■ **WHAT IS BEING ASKED**
In the data below, find the lines containing "properties" and say how many there are, nothing more.

-----

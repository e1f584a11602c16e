//! Integration tests
//!
//! Tests the full end-to-end flow: sample files → inference → merged schema → wire output

use jsonschema_gen::loader::{read_samples, read_schema, SampleFormat};
use jsonschema_gen::{merge_schemas, tree_to_schema, Error, SchemaNode, TypeSet, TypeTag};
use pretty_assertions::assert_eq;
use serde_json::json;
use std::io::Write;
use tempfile::NamedTempFile;

// ============================================================================
// Inference Pipeline Tests
// ============================================================================

#[test]
fn test_samples_to_merged_schema() {
    let samples = [
        json!({"id": 1, "name": "Alice", "email": "alice@example.com"}),
        json!({"id": 2, "name": "Bob"}),
        json!({"id": null, "name": "Carol", "email": "carol@example.com"}),
    ];

    let schemas = samples
        .iter()
        .map(tree_to_schema)
        .collect::<Result<Vec<_>, _>>()
        .unwrap();
    let merged = merge_schemas(&schemas).unwrap().unwrap();

    assert_eq!(
        merged.to_json(),
        json!({
            "type": "object",
            "required": true,
            "properties": {
                "id": {"type": ["number", "null"], "required": true},
                "name": {"type": "string", "required": true},
                "email": {"type": "string", "required": false}
            }
        })
    );
}

#[test]
fn test_nested_structures_survive_the_pipeline() {
    let samples = [
        json!({
            "order": {
                "lines": [{"sku": "a", "qty": 1}],
                "total": 10.0
            }
        }),
        json!({
            "order": {
                "lines": [{"sku": "b", "qty": 2, "discount": 0.1}, {"sku": "c", "qty": 1}]
            }
        }),
    ];

    let schemas = samples
        .iter()
        .map(tree_to_schema)
        .collect::<Result<Vec<_>, _>>()
        .unwrap();
    let merged = merge_schemas(&schemas).unwrap().unwrap();

    let order = merged.get_property("order").unwrap();
    assert_eq!(order.required, Some(true));
    // total is missing from the second sample
    assert_eq!(order.get_property("total").unwrap().required, Some(false));

    let lines = order.get_property("lines").unwrap();
    let line = lines.items.as_ref().unwrap();
    assert_eq!(line.required, None);
    assert_eq!(line.get_property("sku").unwrap().required, Some(true));
    // discount only appears on one observed line
    assert_eq!(line.get_property("discount").unwrap().required, Some(false));
}

// ============================================================================
// File Loading Tests
// ============================================================================

#[test]
fn test_infer_from_ndjson_file() {
    let mut file = NamedTempFile::new().unwrap();
    writeln!(file, r#"{{"id": 1, "tag": "x"}}"#).unwrap();
    writeln!(file, r#"{{"id": 2}}"#).unwrap();

    let samples = read_samples(file.path(), SampleFormat::Ndjson).unwrap();
    let schemas = samples
        .iter()
        .map(tree_to_schema)
        .collect::<Result<Vec<_>, _>>()
        .unwrap();
    let merged = merge_schemas(&schemas).unwrap().unwrap();

    assert_eq!(merged.get_property("id").unwrap().required, Some(true));
    assert_eq!(merged.get_property("tag").unwrap().required, Some(false));
}

#[test]
fn test_merge_schema_files() {
    let mut a = NamedTempFile::new().unwrap();
    write!(
        a,
        r#"{{"type": "object", "required": true, "properties": {{"id": {{"type": "number", "required": true}}}}}}"#
    )
    .unwrap();

    let mut b = NamedTempFile::new().unwrap();
    write!(
        b,
        r#"{{"type": "object", "required": true, "properties": {{"id": {{"type": "null", "required": true}}}}}}"#
    )
    .unwrap();

    let schemas = vec![read_schema(a.path()).unwrap(), read_schema(b.path()).unwrap()];
    let merged = merge_schemas(&schemas).unwrap().unwrap();

    assert_eq!(
        merged.get_property("id").unwrap().ty,
        TypeSet::Multiple(vec![TypeTag::Number, TypeTag::Null])
    );
}

#[test]
fn test_schema_file_with_unknown_tag_is_rejected() {
    let mut file = NamedTempFile::new().unwrap();
    write!(file, r#"{{"type": "timestamp", "required": true}}"#).unwrap();

    let err = read_schema(file.path()).unwrap_err();
    assert!(matches!(err, Error::InvalidInput { .. }));
    assert!(err.to_string().contains("unknown type tag 'timestamp'"));
}

// ============================================================================
// Wire Shape Tests
// ============================================================================

#[test]
fn test_merged_schema_round_trips_through_wire_shape() {
    let samples = [
        json!({"values": [1, "two"], "flag": true}),
        json!({"values": []}),
    ];

    let schemas = samples
        .iter()
        .map(tree_to_schema)
        .collect::<Result<Vec<_>, _>>()
        .unwrap();
    let merged = merge_schemas(&schemas).unwrap().unwrap();

    let wire = serde_json::to_string_pretty(&merged).unwrap();
    let reparsed: SchemaNode = serde_json::from_str(&wire).unwrap();

    assert_eq!(reparsed, merged);

    // Item schemas never expose a required key on the wire
    let items = merged.get_property("values").unwrap().items.as_ref().unwrap();
    assert!(items.to_json().get("required").is_none());
    assert_eq!(
        items.ty,
        TypeSet::Multiple(vec![TypeTag::Number, TypeTag::String])
    );
}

-----

■ **ANSWER TO THE PROBLEM**
3